**TASK DIRECTIONS:** Return, word for word, only the lines of the data below that lie between the line with "of the cache_purge tool." and the line with "Some(name) => vec![CacheFamily::parse(name).ok_or_else(||", those two lines included.

=== Begin Enclosure ===

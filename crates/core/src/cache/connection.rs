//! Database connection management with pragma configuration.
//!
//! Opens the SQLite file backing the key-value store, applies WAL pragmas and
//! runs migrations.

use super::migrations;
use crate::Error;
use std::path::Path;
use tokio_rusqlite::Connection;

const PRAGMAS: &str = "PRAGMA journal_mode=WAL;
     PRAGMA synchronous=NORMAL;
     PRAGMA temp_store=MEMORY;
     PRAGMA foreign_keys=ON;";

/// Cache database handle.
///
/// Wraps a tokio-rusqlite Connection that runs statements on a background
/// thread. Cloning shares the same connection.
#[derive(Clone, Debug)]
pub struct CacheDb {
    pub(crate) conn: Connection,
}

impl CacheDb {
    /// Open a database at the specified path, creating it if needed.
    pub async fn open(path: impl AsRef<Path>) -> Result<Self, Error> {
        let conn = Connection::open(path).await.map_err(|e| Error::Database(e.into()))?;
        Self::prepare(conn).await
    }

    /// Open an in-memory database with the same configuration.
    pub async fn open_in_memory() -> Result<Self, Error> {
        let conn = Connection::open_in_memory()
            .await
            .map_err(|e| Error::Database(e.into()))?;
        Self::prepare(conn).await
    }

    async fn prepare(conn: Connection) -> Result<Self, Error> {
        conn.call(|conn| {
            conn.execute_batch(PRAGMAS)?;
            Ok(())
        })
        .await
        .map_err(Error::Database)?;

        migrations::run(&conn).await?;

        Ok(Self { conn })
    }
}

=== End Enclosure ===
=== Begin Enclosure ===

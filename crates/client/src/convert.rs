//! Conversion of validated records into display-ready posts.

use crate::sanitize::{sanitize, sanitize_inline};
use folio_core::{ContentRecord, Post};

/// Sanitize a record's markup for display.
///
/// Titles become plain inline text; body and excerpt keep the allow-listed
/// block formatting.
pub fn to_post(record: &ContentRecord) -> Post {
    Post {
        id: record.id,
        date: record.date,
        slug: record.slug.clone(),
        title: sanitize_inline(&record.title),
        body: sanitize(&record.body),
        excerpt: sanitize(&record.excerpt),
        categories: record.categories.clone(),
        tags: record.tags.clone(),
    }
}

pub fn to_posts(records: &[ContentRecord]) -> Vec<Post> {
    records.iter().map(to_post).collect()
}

=== End Enclosure ===
=== Begin Enclosure ===

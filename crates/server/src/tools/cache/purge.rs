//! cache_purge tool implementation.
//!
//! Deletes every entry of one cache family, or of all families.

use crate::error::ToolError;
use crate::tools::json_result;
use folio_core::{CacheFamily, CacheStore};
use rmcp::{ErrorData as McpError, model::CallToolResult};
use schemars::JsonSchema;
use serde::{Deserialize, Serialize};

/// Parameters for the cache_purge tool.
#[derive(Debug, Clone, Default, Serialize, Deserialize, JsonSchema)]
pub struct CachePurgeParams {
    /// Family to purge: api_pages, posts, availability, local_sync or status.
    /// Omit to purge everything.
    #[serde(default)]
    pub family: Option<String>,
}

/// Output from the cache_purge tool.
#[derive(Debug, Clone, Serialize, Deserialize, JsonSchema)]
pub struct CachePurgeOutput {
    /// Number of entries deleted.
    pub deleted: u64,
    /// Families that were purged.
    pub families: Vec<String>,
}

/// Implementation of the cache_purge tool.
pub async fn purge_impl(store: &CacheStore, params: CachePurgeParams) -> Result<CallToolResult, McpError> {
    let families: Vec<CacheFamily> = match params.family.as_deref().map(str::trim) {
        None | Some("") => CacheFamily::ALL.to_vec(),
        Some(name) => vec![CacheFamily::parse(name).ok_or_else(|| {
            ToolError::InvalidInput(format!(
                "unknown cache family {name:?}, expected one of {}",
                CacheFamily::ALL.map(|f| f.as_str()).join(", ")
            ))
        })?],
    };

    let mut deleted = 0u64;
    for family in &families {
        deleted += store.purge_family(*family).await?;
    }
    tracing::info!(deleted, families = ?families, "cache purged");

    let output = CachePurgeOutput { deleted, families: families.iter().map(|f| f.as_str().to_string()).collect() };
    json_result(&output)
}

=== End Enclosure ===

**RESPONSE BELOW:**
/// Implementation of the cache_purge tool.
pub async fn purge_impl(store: &CacheStore, params: CachePurgeParams) -> Result<CallToolResult, McpError> {
    let families: Vec<CacheFamily> = match params.family.as_deref().map(str::trim) {
        None | Some("") => CacheFamily::ALL.to_vec(),
        Some(name) => vec![CacheFamily::parse(name).ok_or_else(|| {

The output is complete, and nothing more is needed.